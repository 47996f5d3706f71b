//! Feed configuration.
//!
//! [`FeedConfig`] carries every endpoint, topic, header and timing constant
//! the client needs. [`Default`] reproduces the production values; the
//! `with_*` methods override individual fields.
//!
//! # Example
//!
//! ```ignore
//! use std::time::Duration;
//! use round_tracker::FeedConfig;
//!
//! let config = FeedConfig::default()
//!     .with_uid(1234)
//!     .with_max_reconnect_attempts(20)
//!     .with_inactivity_window(Duration::from_secs(60));
//!
//! config.validate()?;
//! ```

// ============================================================================
// Imports
// ============================================================================

use std::time::Duration;

use url::Url;

use crate::error::{Error, Result};
use crate::identifiers::PacketId;
use crate::transport::ReconnectPolicy;

// ============================================================================
// Constants
// ============================================================================

/// Production feed endpoint.
pub const DEFAULT_FEED_URL: &str = "wss://game-wss.vshowapi.com/mqtt";

/// Production token endpoint.
pub const DEFAULT_TOKEN_URL: &str = "https://game-hub.vshowapi.com/auth/getToken";

/// Default account identity.
pub const DEFAULT_UID: u64 = 28_465_485;

/// Default distribution channel sent to the token endpoint.
pub const DEFAULT_CHANNEL: &str = "poppo";

/// Topic carrying the round broadcasts.
pub const DEFAULT_BROADCAST_TOPIC: &str = "goldenflower/broadcast";

/// Topic the join announcement is published to.
pub const DEFAULT_JOIN_TOPIC: &str = "goldenflower/user_join";

/// Join announcement body.
pub const DEFAULT_JOIN_PAYLOAD: &str = r#"{"lang":"en"}"#;

/// Origin presented during the WebSocket upgrade.
pub const DEFAULT_ORIGIN: &str = "https://fun.vshow-play.com";

// ============================================================================
// FeedConfig
// ============================================================================

/// Configuration for one feed session.
#[derive(Debug, Clone, PartialEq, Eq)]
pub struct FeedConfig {
    /// WebSocket endpoint of the feed.
    pub feed_url: String,

    /// HTTP endpoint issuing access tokens.
    pub token_url: String,

    /// Account identity; used in the token request and identity topics.
    pub uid: u64,

    /// Channel parameter (`c`) of the token request.
    pub channel: String,

    /// Additional token request query pairs.
    pub token_params: Vec<(String, String)>,

    /// Deadline for the token request.
    pub token_timeout: Duration,

    /// Topic carrying round broadcasts.
    pub broadcast_topic: String,

    /// Topic of the join announcement.
    pub join_topic: String,

    /// Body of the join announcement.
    pub join_payload: String,

    /// Headers sent with the WebSocket upgrade request.
    pub headers: Vec<(String, String)>,

    /// Single receive wait in the read loop.
    pub receive_wait: Duration,

    /// Silence after which a keep-alive probe is sent.
    pub inactivity_window: Duration,

    /// Deadline for the probe acknowledgment.
    pub probe_timeout: Duration,

    /// Deadline for opening the WebSocket, TLS included.
    pub open_timeout: Duration,

    /// Deadline for CONNACK and each SUBACK.
    pub ack_timeout: Duration,

    /// Attempts made by the initial connect.
    pub connect_attempts: u32,

    /// Pause between initial connect attempts.
    pub connect_retry_delay: Duration,

    /// Reconnect delay unit; attempt `n` waits `n` units.
    pub reconnect_base_delay: Duration,

    /// Reconnect attempts before giving up.
    pub max_reconnect_attempts: u32,
}

impl Default for FeedConfig {
    fn default() -> Self {
        Self {
            feed_url: DEFAULT_FEED_URL.to_string(),
            token_url: DEFAULT_TOKEN_URL.to_string(),
            uid: DEFAULT_UID,
            channel: DEFAULT_CHANNEL.to_string(),
            token_params: Vec::new(),
            token_timeout: Duration::from_secs(10),
            broadcast_topic: DEFAULT_BROADCAST_TOPIC.to_string(),
            join_topic: DEFAULT_JOIN_TOPIC.to_string(),
            join_payload: DEFAULT_JOIN_PAYLOAD.to_string(),
            headers: default_headers(),
            receive_wait: Duration::from_secs(1),
            inactivity_window: Duration::from_secs(30),
            probe_timeout: Duration::from_secs(5),
            open_timeout: Duration::from_secs(10),
            ack_timeout: Duration::from_secs(10),
            connect_attempts: 3,
            connect_retry_delay: Duration::from_secs(2),
            reconnect_base_delay: Duration::from_secs(5),
            max_reconnect_attempts: 10,
        }
    }
}

/// Upgrade headers the feed expects from a browser client.
fn default_headers() -> Vec<(String, String)> {
    [
        ("Origin", DEFAULT_ORIGIN),
        ("Sec-WebSocket-Protocol", "mqtt"),
        ("User-Agent", "Mozilla/5.0"),
        ("Accept-Language", "en-US,en;q=0.9"),
    ]
    .into_iter()
    .map(|(name, value)| (name.to_string(), value.to_string()))
    .collect()
}

// ============================================================================
// Builder Methods
// ============================================================================

impl FeedConfig {
    /// Sets the feed endpoint.
    #[inline]
    #[must_use]
    pub fn with_feed_url(mut self, url: impl Into<String>) -> Self {
        self.feed_url = url.into();
        self
    }

    /// Sets the token endpoint.
    #[inline]
    #[must_use]
    pub fn with_token_url(mut self, url: impl Into<String>) -> Self {
        self.token_url = url.into();
        self
    }

    /// Sets the account identity.
    #[inline]
    #[must_use]
    pub fn with_uid(mut self, uid: u64) -> Self {
        self.uid = uid;
        self
    }

    /// Sets the token request channel.
    #[inline]
    #[must_use]
    pub fn with_channel(mut self, channel: impl Into<String>) -> Self {
        self.channel = channel.into();
        self
    }

    /// Adds a token request query pair.
    #[inline]
    #[must_use]
    pub fn with_token_param(mut self, name: impl Into<String>, value: impl Into<String>) -> Self {
        self.token_params.push((name.into(), value.into()));
        self
    }

    /// Adds or replaces an upgrade header.
    #[must_use]
    pub fn with_header(mut self, name: impl Into<String>, value: impl Into<String>) -> Self {
        let name = name.into();
        let value = value.into();
        match self
            .headers
            .iter_mut()
            .find(|(existing, _)| existing.eq_ignore_ascii_case(&name))
        {
            Some(slot) => slot.1 = value,
            None => self.headers.push((name, value)),
        }
        self
    }

    /// Sets the single receive wait.
    #[inline]
    #[must_use]
    pub fn with_receive_wait(mut self, wait: Duration) -> Self {
        self.receive_wait = wait;
        self
    }

    /// Sets the inactivity window.
    #[inline]
    #[must_use]
    pub fn with_inactivity_window(mut self, window: Duration) -> Self {
        self.inactivity_window = window;
        self
    }

    /// Sets the probe deadline.
    #[inline]
    #[must_use]
    pub fn with_probe_timeout(mut self, timeout: Duration) -> Self {
        self.probe_timeout = timeout;
        self
    }

    /// Sets the transport open deadline.
    #[inline]
    #[must_use]
    pub fn with_open_timeout(mut self, timeout: Duration) -> Self {
        self.open_timeout = timeout;
        self
    }

    /// Sets the CONNACK / SUBACK deadline.
    #[inline]
    #[must_use]
    pub fn with_ack_timeout(mut self, timeout: Duration) -> Self {
        self.ack_timeout = timeout;
        self
    }

    /// Sets the initial connect attempt cap and the pause between attempts.
    #[inline]
    #[must_use]
    pub fn with_connect_attempts(mut self, attempts: u32, retry_delay: Duration) -> Self {
        self.connect_attempts = attempts;
        self.connect_retry_delay = retry_delay;
        self
    }

    /// Sets the reconnect delay unit.
    #[inline]
    #[must_use]
    pub fn with_reconnect_base_delay(mut self, delay: Duration) -> Self {
        self.reconnect_base_delay = delay;
        self
    }

    /// Sets the reconnect attempt cap.
    #[inline]
    #[must_use]
    pub fn with_max_reconnect_attempts(mut self, attempts: u32) -> Self {
        self.max_reconnect_attempts = attempts;
        self
    }
}

// ============================================================================
// Derived Values
// ============================================================================

impl FeedConfig {
    /// Subscriptions in the order they are issued, with their packet ids.
    #[must_use]
    pub fn topics(&self) -> Vec<(PacketId, String)> {
        vec![
            (PacketId::new(1), self.broadcast_topic.clone()),
            (PacketId::new(2), format!("goldenflower/{}", self.uid)),
            (PacketId::new(3), format!("global/{}", self.uid)),
        ]
    }

    /// Reconnect schedule.
    #[inline]
    #[must_use]
    pub fn reconnect_policy(&self) -> ReconnectPolicy {
        ReconnectPolicy::new(self.reconnect_base_delay, self.max_reconnect_attempts)
    }

    /// Validates the configuration.
    ///
    /// # Errors
    ///
    /// Returns [`Error::Config`] for unparsable endpoints, zero attempt caps,
    /// zero deadlines, or an inactivity window not longer than the receive
    /// wait.
    pub fn validate(&self) -> Result<()> {
        let feed = Url::parse(&self.feed_url)
            .map_err(|e| Error::config(format!("invalid feed url '{}': {e}", self.feed_url)))?;
        if !matches!(feed.scheme(), "ws" | "wss") {
            return Err(Error::config(format!(
                "feed url must use ws or wss, got '{}'",
                feed.scheme()
            )));
        }

        let token = Url::parse(&self.token_url)
            .map_err(|e| Error::config(format!("invalid token url '{}': {e}", self.token_url)))?;
        if !matches!(token.scheme(), "http" | "https") {
            return Err(Error::config(format!(
                "token url must use http or https, got '{}'",
                token.scheme()
            )));
        }

        if self.broadcast_topic.is_empty() || self.join_topic.is_empty() {
            return Err(Error::config("topics must not be empty"));
        }

        if self.connect_attempts == 0 {
            return Err(Error::config("connect attempts must be greater than zero"));
        }
        if self.max_reconnect_attempts == 0 {
            return Err(Error::config("reconnect attempts must be greater than zero"));
        }

        for (name, value) in [
            ("receive wait", self.receive_wait),
            ("probe timeout", self.probe_timeout),
            ("open timeout", self.open_timeout),
            ("ack timeout", self.ack_timeout),
            ("token timeout", self.token_timeout),
        ] {
            if value.is_zero() {
                return Err(Error::config(format!("{name} must be greater than zero")));
            }
        }

        if self.inactivity_window <= self.receive_wait {
            return Err(Error::config(
                "inactivity window must be longer than the receive wait",
            ));
        }

        Ok(())
    }
}

// ============================================================================
// Tests
// ============================================================================

#[cfg(test)]
mod tests {
    use super::*;

    #[test]
    fn test_defaults() {
        let config = FeedConfig::default();
        assert_eq!(config.feed_url, "wss://game-wss.vshowapi.com/mqtt");
        assert_eq!(config.receive_wait, Duration::from_secs(1));
        assert_eq!(config.inactivity_window, Duration::from_secs(30));
        assert_eq!(config.probe_timeout, Duration::from_secs(5));
        assert_eq!(config.open_timeout, Duration::from_secs(10));
        assert_eq!(config.connect_attempts, 3);
        assert_eq!(config.max_reconnect_attempts, 10);
        assert!(config.validate().is_ok());
    }

    #[test]
    fn test_topics_follow_uid() {
        let topics = FeedConfig::default().with_uid(42).topics();
        assert_eq!(
            topics,
            vec![
                (PacketId::new(1), "goldenflower/broadcast".to_string()),
                (PacketId::new(2), "goldenflower/42".to_string()),
                (PacketId::new(3), "global/42".to_string()),
            ]
        );
    }

    #[test]
    fn test_default_headers() {
        let config = FeedConfig::default();
        assert!(
            config
                .headers
                .iter()
                .any(|(name, value)| name == "Sec-WebSocket-Protocol" && value == "mqtt")
        );
        assert!(config.headers.iter().any(|(name, _)| name == "Origin"));
    }

    #[test]
    fn test_with_header_replaces_case_insensitively() {
        let config = FeedConfig::default().with_header("user-agent", "tracker/1.0");
        let agents: Vec<_> = config
            .headers
            .iter()
            .filter(|(name, _)| name.eq_ignore_ascii_case("user-agent"))
            .collect();
        assert_eq!(agents.len(), 1);
        assert_eq!(agents[0].1, "tracker/1.0");
    }

    #[test]
    fn test_builder_chain() {
        let config = FeedConfig::default()
            .with_token_param("l", "en")
            .with_connect_attempts(5, Duration::from_secs(1))
            .with_reconnect_base_delay(Duration::from_secs(2))
            .with_max_reconnect_attempts(4);

        assert_eq!(config.token_params, vec![("l".to_string(), "en".to_string())]);
        assert_eq!(config.connect_attempts, 5);
        let policy = config.reconnect_policy();
        assert_eq!(policy.max_attempts(), 4);
        assert_eq!(policy.delay_for(3), Duration::from_secs(6));
    }

    #[test]
    fn test_validate_rejects_bad_urls() {
        assert!(FeedConfig::default().with_feed_url("not a url").validate().is_err());
        assert!(
            FeedConfig::default()
                .with_feed_url("https://example.com/mqtt")
                .validate()
                .is_err()
        );
        assert!(
            FeedConfig::default()
                .with_token_url("ftp://example.com")
                .validate()
                .is_err()
        );
    }

    #[test]
    fn test_validate_rejects_zero_values() {
        let zero_cap = FeedConfig::default().with_max_reconnect_attempts(0);
        assert!(matches!(zero_cap.validate(), Err(Error::Config { .. })));

        let zero_connect = FeedConfig::default().with_connect_attempts(0, Duration::from_secs(1));
        assert!(zero_connect.validate().is_err());

        let zero_probe = FeedConfig::default().with_probe_timeout(Duration::ZERO);
        assert!(zero_probe.validate().is_err());

        let zero_open = FeedConfig::default().with_open_timeout(Duration::ZERO);
        assert!(zero_open.validate().is_err());
    }

    #[test]
    fn test_validate_inactivity_window() {
        let config = FeedConfig::default()
            .with_receive_wait(Duration::from_secs(5))
            .with_inactivity_window(Duration::from_secs(5));
        assert!(config.validate().is_err());
    }
}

##########

* **WORK ORDER**:
Each line in the records above that contains the word "Sets" must be copied.

* **OUTPUT**:
    /// Sets the feed endpoint.
    /// Sets the token endpoint.
    /// Sets the account identity.
    /// Sets the token request channel.
    /// Sets the single receive wait.
    /// Sets the inactivity window.
    /// Sets the probe deadline.
    /// Sets the transport open deadline.
    /// Sets the CONNACK / SUBACK deadline.
    /// Sets the initial connect attempt cap and the pause between attempts.
    /// Sets the reconnect delay unit.
    /// Sets the reconnect attempt cap.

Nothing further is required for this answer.